"They never take leave" is one of those signals managers reach for when they want to say something nice in a performance review. It’s also a yellow flag on its way to becoming an attrition flag — and the right intervention depends on which kind of "never takes leave" you’re looking at.
Three reasons people don’t take PTO
- They’re genuinely happy and don’t feel a need. (Rare.)
- They’re ambitious and worry it’ll cost them perceived dedication. (Common.)
- They’re afraid the work won’t survive their absence. (Most common — and most fixable.)
How to tell which one you’re looking at
A quiet 1:1 question, asked without judgement: "When you’ve thought about taking time off recently, what stopped you?" The answer is almost always one of the three above. Listen to which.
For the fearful ones
The fix is structural, not motivational. "Take a week" doesn’t address the actual concern, which is that the work won’t survive. Build a 30-minute handover ritual that everyone uses before leave: a single doc covering active threads, expected decisions in their absence, and a named backup. The first two times someone uses it, they’ll be amazed at how much their week actually was.
For the ambitious ones
The fix is leadership behaviour.
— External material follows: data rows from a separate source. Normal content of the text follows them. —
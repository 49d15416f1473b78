//! Session creation, routing and teardown.
//!
//! A session becomes visible in the registry only after every client it
//! needs has acknowledged setup. Any failure on the way closes whatever was
//! already opened, so a failed creation leaves nothing behind.

use std::collections::BTreeMap;
use std::sync::Arc;
use std::time::{Duration, Instant};

use base64::engine::general_purpose::STANDARD;
use base64::Engine;
use live_proto::{LiveConfig, Modality};
use metrics::{counter, histogram};
use tracing::{debug, info, warn};

use crate::error::RelayError;
use crate::events::{AudioChunk, Callback};
use crate::presets::{FUTURE_PLANNER_INSTRUCTION, PROMPT_CREATOR_INSTRUCTION};
use crate::session::{LiveSession, SessionId, SessionKind, SessionRegistry};
use crate::upstream::{ClientRole, LiveClient, LiveEndpoint};

/// Upstream parameters shared by every session.
#[derive(Debug, Clone)]
pub struct LiveSettings {
    pub endpoint: LiveEndpoint,
    pub model: String,
    pub default_instruction: String,
    pub text_voice: String,
    pub audio_voice: String,
    pub google_search: bool,
    pub handshake_timeout: Duration,
}

/// An upstream client ended without being asked to.
#[derive(Debug, Clone, PartialEq, Eq)]
pub struct UpstreamClosed {
    pub role: ClientRole,
    pub reason: String,
}

/// Subscribers attached to every client of a session.
#[derive(Clone)]
pub struct SessionHandlers {
    pub on_audio: Callback<AudioChunk>,
    pub on_content: Callback<String>,
    pub on_error: Callback<String>,
    pub on_closed: Callback<UpstreamClosed>,
}

#[derive(Clone)]
pub struct SessionOrchestrator {
    registry: SessionRegistry,
    settings: Arc<LiveSettings>,
}

impl SessionOrchestrator {
    pub fn new(registry: SessionRegistry, settings: LiveSettings) -> Self {
        Self {
            registry,
            settings: Arc::new(settings),
        }
    }

    pub fn registry(&self) -> &SessionRegistry {
        &self.registry
    }

    pub fn settings(&self) -> &LiveSettings {
        &self.settings
    }

    /// Creates a session of the given kind. The custom instruction only
    /// applies to teacher sessions.
    pub async fn create(
        &self,
        kind: SessionKind,
        custom_instruction: Option<&str>,
    ) -> Result<SessionId, RelayError> {
        match kind {
            SessionKind::Teacher => self.create_session(custom_instruction).await,
            SessionKind::PromptCreator => self.create_prompt_creator_session().await,
            SessionKind::FuturePlanner => self.create_future_planner_session().await,
        }
    }

    /// Teacher session: one text client and one audio client. A blank custom
    /// instruction falls back to the configured default.
    pub async fn create_session(
        &self,
        custom_instruction: Option<&str>,
    ) -> Result<SessionId, RelayError> {
        let instruction = custom_instruction
            .filter(|text| !text.trim().is_empty())
            .unwrap_or(self.settings.default_instruction.as_str());

        let text = self
            .teacher_config(Modality::Text, instruction)
            .with_voice(self.settings.text_voice.clone());
        let audio = self
            .teacher_config(Modality::Audio, instruction)
            .with_voice(self.settings.audio_voice.clone());
        self.open_session(SessionKind::Teacher, text, Some(audio))
            .await
    }

    pub async fn create_prompt_creator_session(&self) -> Result<SessionId, RelayError> {
        let config = LiveConfig::new(self.settings.model.clone(), Modality::Text)
            .with_instruction(PROMPT_CREATOR_INSTRUCTION);
        self.open_session(SessionKind::PromptCreator, config, None)
            .await
    }

    pub async fn create_future_planner_session(&self) -> Result<SessionId, RelayError> {
        let config = LiveConfig::new(self.settings.model.clone(), Modality::Text)
            .with_instruction(FUTURE_PLANNER_INSTRUCTION);
        self.open_session(SessionKind::FuturePlanner, config, None)
            .await
    }

    fn teacher_config(&self, modality: Modality, instruction: &str) -> LiveConfig {
        let config =
            LiveConfig::new(self.settings.model.clone(), modality).with_instruction(instruction);
        if self.settings.google_search {
            config.with_google_search()
        } else {
            config
        }
    }

    async fn open_session(
        &self,
        kind: SessionKind,
        text_config: LiveConfig,
        audio_config: Option<LiveConfig>,
    ) -> Result<SessionId, RelayError> {
        let id = SessionId::new();
        info!(session_id = %id, kind = %kind, "creating session");

        let opened = match audio_config {
            Some(audio_config) => {
                let (text, audio) = tokio::join!(
                    self.open_client(id, ClientRole::Text, &text_config),
                    self.open_client(id, ClientRole::Audio, &audio_config),
                );
                match (text, audio) {
                    (Ok(text), Ok(audio)) => Ok((text, Some(audio))),
                    (Ok(survivor), Err(err)) | (Err(err), Ok(survivor)) => {
                        survivor.close();
                        Err(err)
                    }
                    (Err(err), Err(_)) => Err(err),
                }
            }
            None => self
                .open_client(id, ClientRole::Text, &text_config)
                .await
                .map(|text| (text, None)),
        };

        match opened {
            Ok((text, audio)) => {
                self.registry
                    .insert(LiveSession::new(id, kind, text, audio));
                counter!("sahayak_sessions_created_total", "kind" => kind.as_str()).increment(1);
                info!(session_id = %id, kind = %kind, "session ready");
                Ok(id)
            }
            Err(err) => {
                counter!(
                    "sahayak_sessions_failed_total",
                    "reason" => err.metric_label()
                )
                .increment(1);
                warn!(session_id = %id, kind = %kind, error = %err, "session creation failed");
                Err(err)
            }
        }
    }

    /// Connect, send setup and wait for the acknowledgement, all under the
    /// handshake timeout. The client is closed on any failure.
    async fn open_client(
        &self,
        session: SessionId,
        role: ClientRole,
        config: &LiveConfig,
    ) -> Result<LiveClient, RelayError> {
        let limit = self.settings.handshake_timeout;
        let client = LiveClient::new(self.settings.endpoint.clone(), role);
        let started = Instant::now();

        let handshake = async {
            client.connect().await?;
            client.send_setup(config)?;
            client.wait_ready().await
        };
        let outcome = tokio::time::timeout(limit, handshake).await;

        match outcome {
            Ok(Ok(())) => {
                let elapsed = started.elapsed();
                histogram!("sahayak_handshake_duration_ms", "role" => role.as_str())
                    .record(elapsed.as_secs_f64() * 1000.0);
                debug!(session_id = %session, %role, elapsed_ms = elapsed.as_millis() as u64, "client ready");
                Ok(client)
            }
            Ok(Err(err)) => {
                client.close();
                Err(err)
            }
            Err(_) => {
                client.close();
                Err(RelayError::HandshakeTimeout(limit))
            }
        }
    }

    /// Attaches downstream subscribers to every client of the session. Fails
    /// when the session is already degraded, since a close that happened
    /// before wiring would otherwise go unnoticed.
    pub fn wire_session(
        &self,
        id: &SessionId,
        handlers: &SessionHandlers,
    ) -> Result<(), RelayError> {
        let session = self.lookup(id)?;
        attach(id, session.text_client(), handlers);
        if let Some(audio) = session.audio_client() {
            attach(id, audio, handlers);
        }
        ensure_active(&session)
    }

    pub fn send_text(&self, id: &SessionId, text: &str) -> Result<(), RelayError> {
        self.route("text", || {
            if text.trim().is_empty() {
                return Err(RelayError::InvalidPayload("text is empty".into()));
            }
            let session = self.lookup(id)?;
            ensure_active(&session)?;
            session.text_client().send_text(text, true)
        })
    }

    pub fn send_audio(&self, id: &SessionId, base64_audio: &str) -> Result<(), RelayError> {
        self.route("audio", || {
            validate_media(base64_audio)?;
            let session = self.lookup(id)?;
            let audio = media_client(&session)?;
            audio.send_audio_chunk(base64_audio)
        })
    }

    pub fn send_video(&self, id: &SessionId, base64_frame: &str) -> Result<(), RelayError> {
        self.route("video", || {
            validate_media(base64_frame)?;
            let session = self.lookup(id)?;
            let audio = media_client(&session)?;
            audio.send_video_frame(base64_frame)
        })
    }

    fn route(
        &self,
        channel: &'static str,
        send: impl FnOnce() -> Result<(), RelayError>,
    ) -> Result<(), RelayError> {
        let result = send();
        if let Err(err) = &result {
            counter!(
                "sahayak_routing_failures_total",
                "reason" => err.metric_label(),
                "channel" => channel
            )
            .increment(1);
            debug!(channel, error = %err, "routing failed");
        }
        result
    }

    pub fn set_screen_sharing(&self, id: &SessionId, active: bool) -> Result<(), RelayError> {
        let session = self.lookup(id)?;
        let previous = session.set_screen_sharing(active);
        if previous != active {
            info!(session_id = %id, active, "screen sharing changed");
        }
        Ok(())
    }

    pub fn session(&self, id: &SessionId) -> Option<Arc<LiveSession>> {
        self.registry.get(id)
    }

    pub fn is_session_active(&self, id: &SessionId) -> bool {
        self.registry
            .get(id)
            .map(|session| session.is_active())
            .unwrap_or(false)
    }

    pub fn get_all_sessions_status(&self) -> BTreeMap<SessionId, String> {
        self.registry
            .snapshot()
            .into_iter()
            .map(|session| (session.id(), session.status_string()))
            .collect()
    }

    /// Idempotent. Returns whether a session was removed by this call.
    pub fn close_session(&self, id: &SessionId) -> bool {
        match self.registry.remove(id) {
            Some(session) => {
                session.close();
                info!(session_id = %id, kind = %session.kind(), "session closed");
                true
            }
            None => {
                debug!(session_id = %id, "close requested for unknown session");
                false
            }
        }
    }

    /// Closes every remaining session. Returns how many were closed.
    pub fn shutdown(&self) -> usize {
        let sessions = self.registry.drain();
        for session in &sessions {
            session.close();
        }
        if !sessions.is_empty() {
            info!(closed = sessions.len(), "closed remaining sessions");
        }
        sessions.len()
    }

    fn lookup(&self, id: &SessionId) -> Result<Arc<LiveSession>, RelayError> {
        self.registry
            .get(id)
            .ok_or(RelayError::SessionNotFound(*id))
    }
}

fn ensure_active(session: &LiveSession) -> Result<(), RelayError> {
    if session.is_active() {
        Ok(())
    } else {
        Err(RelayError::SessionDegraded {
            session: session.id(),
            reason: session.status_string(),
        })
    }
}

fn media_client(session: &LiveSession) -> Result<&LiveClient, RelayError> {
    ensure_active(session)?;
    session
        .audio_client()
        .ok_or_else(|| RelayError::SessionDegraded {
            session: session.id(),
            reason: format!("{} sessions do not accept media", session.kind()),
        })
}

fn validate_media(data: &str) -> Result<(), RelayError> {
    if data.is_empty() {
        return Err(RelayError::InvalidPayload("media payload is empty".into()));
    }
    STANDARD
        .decode(data)
        .map(|_| ())
        .map_err(|err| RelayError::InvalidPayload(format!("media is not base64: {err}")))
}

fn attach(session: &SessionId, client: &LiveClient, handlers: &SessionHandlers) {
    let subscriptions = client.subscriptions();
    let role = client.role();

    let on_audio = Arc::clone(&handlers.on_audio);
    let on_content = Arc::clone(&handlers.on_content);
    let on_error = Arc::clone(&handlers.on_error);
    let on_closed = Arc::clone(&handlers.on_closed);

    let replaced = [
        subscriptions.on_audio(move |chunk| on_audio(chunk)),
        subscriptions.on_content(move |text| on_content(text)),
        subscriptions.on_error(move |message| on_error(message)),
        subscriptions.on_closed(move |reason| on_closed(UpstreamClosed { role, reason })),
    ];
    if replaced.iter().any(|was_wired| *was_wired) {
        warn!(session_id = %session, %role, "replaced existing subscribers");
    }
}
They’re reading you. If you take leave publicly, fully unplug, and praise others who do the same, the signal lands. If you Slack from the airport "just checking in", you’ve told the team that taking leave is theatrical, not real.
For the genuinely-happy ones
Make sure they’re actually happy and not Stockholm-syndromed into thinking they are. A monthly question — "On a 1–10, how’s your energy?" — usually surfaces it before a real burnout does.
Don’t do this
- Send a "you have unused PTO" email and walk away. It produces zero behaviour change and slight resentment.
- Schedule a "wellness day" team activity and pretend it’s leave. It isn’t.
- Praise the person for "dedication" while quietly worrying about them. You’re reinforcing the thing you’re worried about.